Die Musik spielt dieser Tage auf dem Mond. So haben die Inder ihre Sonde Chandrayaan-3 erfolgreich auf dem Erdtrabanten landen lassen können. Das Land ist damit nach den USA, China und der einstigen Sowjetunion erst die vierte Nation, der eine solche Mondmission gelungen ist. Erst am Samstag zerschellte die russische Raumsonde „Luna-25“ auf dem Erdtrabanten.
Symbolträchtiger geht es wohl nicht mehr. Dort eine politische Elite, die mit Krieg Großmachtphantasien nachhängt, dort ein junger Staat, welcher dynamische Zukunftsträume verwirklicht. Mit 1,4 Milliarden Einwohnern ist Indien in diesem Jahr zum bevölkerungsreichsten Land der Erde aufgestiegen. Der Internationale Währungsfonds (IWF) erwartet, dass die Wirtschaft Indiens in diesem Jahr um 6,1 Prozent wächst und 2024 sogar um 6,8 Prozent. Natürlich muss man die Relation sehen. Gut die Hälfte der Menschen in Indien lebt unter der Armutsgrenze. Beim BIP pro Kopf liegt Indien irgendwo zwischen Kenia und Mauretanien.
Aber das Potenzial ist gewaltig.
Biden rollte für Modi den roten Teppich aus
US-Finanzministerin Janet Yellen war deshalb heuer schon dreimal in Neu-Delhi. Im Juni rollte US-Präsident Joe Biden für Indiens Premier Narendra Modi den roten Teppich in Washington aus, und zuletzt besuchte auch eine deutsche Delegation den Subkontinent. Dahinter steht die Hoffnung, dass sich Indien auf die Seite des Westens schlägt. Gegen China und gegen Russland.
Bislang ist diese Hoffnung vergeblich: Indien enthielt sich bei der UN-Resolution zum Abzug russischer Truppen. Und Indien bezieht russisches Öl und Gas sowie Waffen. Dass die indisch-russischen Beziehungen trotz unterschiedlicher Erfolge auf dem Mond intakt sind, zeigt auch der aktuelle BRICS-Gipfel der Spitzenpolitiker aus Brasilien, Russland, Indien, China und Südafrika in Johannesburg.
Die BRICS-Staaten wollen unabhängiger vom Westen werden
Die BRICS-Staaten repräsentieren 42 Prozent der Weltbevölkerung und 25 Prozent der globalen Wirtschaftsleistung. Und sie wollen unabhängiger vom Westen werden. Im Gespräch ist eine eigene Währung. Eine eigene Entwicklungsbank – die New Development Bank – kann der BRICS-Verbund schon vorweisen. Sie könnte sich – theoretisch – um die Ausarbeitung und Einführung einer solchen Währung kümmern.
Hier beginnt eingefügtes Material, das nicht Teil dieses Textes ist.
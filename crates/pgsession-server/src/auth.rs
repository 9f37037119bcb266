use crate::config::{AuthConfig, UserConfig};
use anyhow::{anyhow, Result};
use argon2::{Argon2, PasswordHasher};
use password_hash::{PasswordHash, PasswordVerifier, SaltString};
use rand_core::OsRng;
use std::collections::{HashMap, HashSet};

/// Users and databases known to the scripted backend.
#[derive(Debug, Clone, Default)]
pub struct AuthManager {
    users: HashMap<String, UserConfig>,
    databases: HashSet<String>,
}

impl AuthManager {
    pub fn new(config: &AuthConfig) -> Result<Self> {
        let mut users = HashMap::new();
        for user in &config.users {
            if let Some(hash) = &user.password_hash {
                PasswordHash::new(hash)
                    .map_err(|err| anyhow!("user {}: bad password_hash: {err}", user.username))?;
            }
            users.insert(user.username.clone(), user.clone());
        }
        Ok(Self {
            users,
            databases: config.databases.iter().cloned().collect(),
        })
    }

    /// `None` for an unknown user, otherwise whether a password is required.
    pub fn requires_password(&self, username: &str) -> Option<bool> {
        self.users
            .get(username)
            .map(|user| user.password_hash.is_some() || user.password_plain.is_some())
    }

    pub fn authenticate(&self, username: &str, password: &str) -> Result<()> {
        let user = self
            .users
            .get(username)
            .ok_or_else(|| anyhow!("unknown user"))?;
        if let Some(hash) = &user.password_hash {
            let parsed = PasswordHash::new(hash).map_err(|err| anyhow!("{err}"))?;
            Argon2::default()
                .verify_password(password.as_bytes(), &parsed)
                .map_err(|_| anyhow!("invalid password"))?;
        } else if let Some(plain) = &user.password_plain {
            if plain != password {
                return Err(anyhow!("invalid password"));
            }
        }
        Ok(())
    }

    pub fn database_allowed(&self, name: &str) -> bool {
        self.databases.is_empty() || self.databases.contains(name)
    }
}

/// Produces an argon2 PHC string for `password_hash`.
pub fn hash_password(password: &str) -> Result<String> {
    let salt = SaltString::generate(&mut OsRng);
    let hash = Argon2::default()
        .hash_password(password.as_bytes(), &salt)
        .map_err(|err| anyhow!("{err}"))?;
    Ok(hash.to_string())
}

#[cfg(test)]
mod tests {
    use super::*;

    fn manager() -> AuthManager {
        let config = AuthConfig {
            databases: vec!["test".into()],
            users: vec![
                UserConfig {
                    username: "fred".into(),
                    password_hash: None,
                    password_plain: Some("secret".into()),
                },
                UserConfig {
                    username: "ann".into(),
                    password_hash: Some(hash_password("hunter2").unwrap()),
                    password_plain: None,
                },
                UserConfig {
                    username: "guest".into(),
                    password_hash: None,
                    password_plain: None,
                },
            ],
        };
        AuthManager::new(&config).unwrap()
    }

    #[test]
    fn plain_and_hashed_passwords() {
        let auth = manager();
        assert!(auth.authenticate("fred", "secret").is_ok());
        assert!(auth.authenticate("fred", "wrong").is_err());
        assert!(auth.authenticate("ann", "hunter2").is_ok());
        assert!(auth.authenticate("ann", "hunter3").is_err());
        assert!(auth.authenticate("nobody", "x").is_err());
    }

    #[test]
    fn trust_users_need_no_password() {
        let auth = manager();
        assert_eq!(auth.requires_password("guest"), Some(false));
        assert_eq!(auth.requires_password("fred"), Some(true));
        assert_eq!(auth.requires_password("nobody"), None);
    }

    #[test]
    fn databases_restricted_when_listed() {
        let auth = manager();
        assert!(auth.database_allowed("test"));
        assert!(!auth.database_allowed("prod"));
        assert!(AuthManager::default().database_allowed("anything"));
    }

    #[test]
    fn malformed_hash_rejected_at_load() {
        let config = AuthConfig {
            databases: vec![],
            users: vec![UserConfig {
                username: "x".into(),
                password_hash: Some("not-a-phc-string".into()),
                password_plain: None,
            }],
        };
        assert!(AuthManager::new(&config).is_err());
    }
}
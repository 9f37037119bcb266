use crate::binder::{bind, is_multi_statement, parameter_literal};
use crate::registry::ProcessTable;
use crate::session::{BindRequest, FrontendHandler, Replies, StartupReply};
use crate::store::{StatementStore, StoreError, UNNAMED};
use async_trait::async_trait;
use pgsession_core::{
    CommandError, CommandResult, DataBackend, ErrorReport, QueryResult, SessionError, SqlState,
};
use pgsession_protocol::{
    BackendMessage, CloseTarget, DescribeTarget, FormatCode, RowDescriptionField,
};
use std::collections::{BTreeMap, HashMap};
use std::sync::Arc;
use tracing::debug;

/// Values reported to clients at login.
#[derive(Debug, Clone, PartialEq, Eq)]
pub struct SessionSettings {
    pub server_version: String,
    pub parameter_status: BTreeMap<String, String>,
}

impl Default for SessionSettings {
    fn default() -> Self {
        Self {
            server_version: "9.4".to_string(),
            parameter_status: BTreeMap::new(),
        }
    }
}

/// Simple and extended query protocol over a `DataBackend`.
pub struct QueryProtocol<B> {
    backend: B,
    store: StatementStore,
    processes: Arc<ProcessTable>,
    settings: Arc<SessionSettings>,
    user: String,
    database: String,
}

impl<B: DataBackend> QueryProtocol<B> {
    pub fn new(backend: B, processes: Arc<ProcessTable>, settings: Arc<SessionSettings>) -> Self {
        Self {
            backend,
            store: StatementStore::new(),
            processes,
            settings,
            user: String::new(),
            database: String::new(),
        }
    }

    pub fn store(&self) -> &StatementStore {
        &self.store
    }

    async fn finish_login(&mut self, out: &mut Replies) -> CommandResult<()> {
        if !self.backend.set_database(&self.database).await {
            return Err(ErrorReport::fatal(
                SqlState::InvalidCatalogName,
                format!("database \"{}\" does not exist", self.database),
            )
            .into());
        }
        out.authentication_ok().await?;
        out.backend_key_data().await?;
        let client_encoding = out.charset().name();
        out.parameter_status("server_version", &self.settings.server_version)
            .await?;
        out.parameter_status("server_encoding", "UTF8").await?;
        out.parameter_status("client_encoding", client_encoding)
            .await?;
        for (key, value) in &self.settings.parameter_status {
            out.parameter_status(key, value).await?;
        }
        debug!(pid = out.pid(), user = %self.user, database = %self.database, "login complete");
        Ok(())
    }

    async fn simple_query(&mut self, out: &mut Replies, sql: &str) -> CommandResult<()> {
        // simple and extended queries share the unnamed slots
        self.store.remove_statement_cascade(UNNAMED);
        self.store.remove_portal(UNNAMED);

        let sql = sql.trim();
        if is_empty_query(sql) {
            out.send(&BackendMessage::EmptyQueryResponse).await?;
            return Ok(());
        }
        if is_multi_statement(sql) {
            return Err(ErrorReport::unsupported("more than one statement per query").into());
        }
        let mut result = self.backend.get_result(sql).await;
        send_result(out, &mut result, 0, true).await
    }
}

#[async_trait]
impl<B: DataBackend> FrontendHandler for QueryProtocol<B> {
    async fn startup(
        &mut self,
        out: &mut Replies,
        params: HashMap<String, String>,
    ) -> CommandResult<StartupReply> {
        let Some(user) = params.get("user") else {
            return Err(ErrorReport::fatal(
                SqlState::InvalidAuthorizationSpecification,
                "no PostgreSQL user name specified in startup packet",
            )
            .into());
        };
        self.user = user.clone();
        self.database = params.get("database").unwrap_or(user).clone();

        if self.backend.set_user(&self.user).await {
            self.finish_login(out).await?;
            Ok(StartupReply::Done)
        } else {
            out.authentication_cleartext_password().await?;
            Ok(StartupReply::NeedsPassword)
        }
    }

    async fn password(&mut self, out: &mut Replies, password: String) -> CommandResult<()> {
        if !self.backend.set_password(&password).await {
            return Err(ErrorReport::fatal(
                SqlState::InvalidPassword,
                format!("password authentication failed for user \"{}\"", self.user),
            )
            .into());
        }
        self.finish_login(out).await
    }

    async fn cancel_request(&mut self, process_id: i32, secret_key: i32) {
        self.processes.cancel(process_id, secret_key);
    }

    async fn query(&mut self, out: &mut Replies, sql: String) -> CommandResult<()> {
        match self.simple_query(out, &sql).await {
            Ok(()) => {}
            Err(CommandError::Client(report)) => out.error(&report).await?,
            Err(err) => return Err(err),
        }
        out.ready_for_query().await?;
        Ok(())
    }

    async fn parse(
        &mut self,
        out: &mut Replies,
        statement_name: String,
        query: String,
        _param_oids: Vec<i32>,
    ) -> CommandResult<()> {
        self.store
            .put_statement(&statement_name, query)
            .map_err(store_error)?;
        out.send(&BackendMessage::ParseComplete).await?;
        Ok(())
    }

    async fn bind(&mut self, out: &mut Replies, request: BindRequest) -> CommandResult<()> {
        let Some(sql) = self.store.get_statement_sql(&request.statement_name) else {
            return Err(ErrorReport::error(
                SqlState::InvalidSqlStatementName,
                format!(
                    "prepared statement \"{}\" does not exist",
                    request.statement_name
                ),
            )
            .into());
        };
        if request.result_formats.contains(&FormatCode::Binary) {
            return Err(ErrorReport::unsupported("binary result format").into());
        }
        let charset = out.charset();
        let literals = request
            .params
            .iter()
            .map(|(format, value)| parameter_literal(*format, value.as_deref(), charset))
            .collect::<Result<Vec<_>, _>>()?;
        let bound = bind(sql, &literals)?;

        if request.portal_name == UNNAMED {
            self.store.remove_portal(UNNAMED);
        }
        self.store
            .put_portal(&request.statement_name, &request.portal_name, bound)
            .map_err(store_error)?;
        out.send(&BackendMessage::BindComplete).await?;
        Ok(())
    }

    async fn describe(
        &mut self,
        out: &mut Replies,
        target: DescribeTarget,
        name: String,
    ) -> CommandResult<()> {
        if target == DescribeTarget::Statement {
            return Err(ErrorReport::unsupported("describing a prepared statement").into());
        }
        let portal = self
            .store
            .get_portal_mut(&name)
            .ok_or_else(|| unknown_portal(&name))?;
        let msg = match portal.result(&mut self.backend).await.header() {
            Some(header) => row_description(header),
            None => BackendMessage::NoData,
        };
        out.send(&msg).await?;
        Ok(())
    }

    async fn execute(
        &mut self,
        out: &mut Replies,
        portal_name: String,
        max_rows: i32,
    ) -> CommandResult<()> {
        let portal = self
            .store
            .get_portal_mut(&portal_name)
            .ok_or_else(|| unknown_portal(&portal_name))?;
        if is_empty_query(portal.sql().trim()) {
            out.send(&BackendMessage::EmptyQueryResponse).await?;
            return Ok(());
        }
        let limit = usize::try_from(max_rows).unwrap_or(0);
        let result = portal.result(&mut self.backend).await;
        send_result(out, result, limit, false).await
    }

    async fn close(
        &mut self,
        out: &mut Replies,
        target: CloseTarget,
        name: String,
    ) -> CommandResult<()> {
        match target {
            CloseTarget::Statement => self.store.remove_statement_cascade(&name),
            CloseTarget::Portal => self.store.remove_portal(&name),
        };
        out.send(&BackendMessage::CloseComplete).await?;
        Ok(())
    }

    async fn sync(&mut self, out: &mut Replies) -> CommandResult<()> {
        out.ready_for_query().await?;
        Ok(())
    }

    async fn terminate(&mut self) {
        debug!(user = %self.user, "client terminated");
    }
}

fn is_empty_query(sql: &str) -> bool {
    sql.is_empty() || sql == ";"
}

fn unknown_portal(name: &str) -> CommandError {
    ErrorReport::error(
        SqlState::InvalidCursorName,
        format!("portal \"{name}\" does not exist"),
    )
    .into()
}

fn store_error(err: StoreError) -> CommandError {
    match err {
        StoreError::StatementExists(_) => {
            ErrorReport::error(SqlState::DuplicatePreparedStatement, err.to_string()).into()
        }
        StoreError::PortalExists(_) => {
            ErrorReport::error(SqlState::DuplicateCursor, err.to_string()).into()
        }
        StoreError::UnknownStatement(_) => SessionError::protocol(err.to_string()).into(),
    }
}

fn row_description(header: &[String]) -> BackendMessage {
    BackendMessage::RowDescription {
        fields: header.iter().map(RowDescriptionField::text).collect(),
    }
}

/// Streams one result. `max_rows` of 0 means no limit; a SELECT cut short by
/// the limit ends with PortalSuspended and resumes on the next Execute.
async fn send_result(
    out: &mut Replies,
    result: &mut QueryResult,
    max_rows: usize,
    describe: bool,
) -> CommandResult<()> {
    let charset = out.charset();
    match result {
        QueryResult::Select { header, rows } => {
            if describe {
                out.send(&row_description(header)).await?;
            }
            let mut sent = 0usize;
            loop {
                if max_rows > 0 && sent == max_rows && rows.has_more() {
                    out.send(&BackendMessage::PortalSuspended).await?;
                    return Ok(());
                }
                let Some(row) = rows.next_row() else {
                    break;
                };
                let values = row
                    .iter()
                    .map(|cell| cell.as_deref().map(|text| charset.encode(text).into_owned()))
                    .collect();
                out.send(&BackendMessage::DataRow { values }).await?;
                sent += 1;
            }
            out.send(&BackendMessage::CommandComplete {
                tag: format!("SELECT {sent}"),
            })
            .await?;
            Ok(())
        }
        QueryResult::Error { message } => {
            Err(ErrorReport::error(SqlState::SyntaxError, message.clone()).into())
        }
        other => {
            if let Some(tag) = other.command_tag() {
                out.send(&BackendMessage::CommandComplete { tag }).await?;
            }
            Ok(())
        }
    }
}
Das Glück des Westens ist, dass die Interessen Chinas, Russlands und Indiens zu unterschiedlich sind, um eine Front gegen die EU und die USA zu bilden. Wachsamkeit ist trotzdem angesagt. Wie Indien die Europäer sieht, kann man aus einem Zitat von Außenminister Subrahmanyam Jaishankar vom März des Jahres ablesen. „Europa muss aus dem Denkmuster herauswachsen, dass Europas Probleme die Probleme der Welt sind, aber die Probleme der Welt nicht die Probleme Europas.“ Europa war übrigens noch nicht auf dem Mond.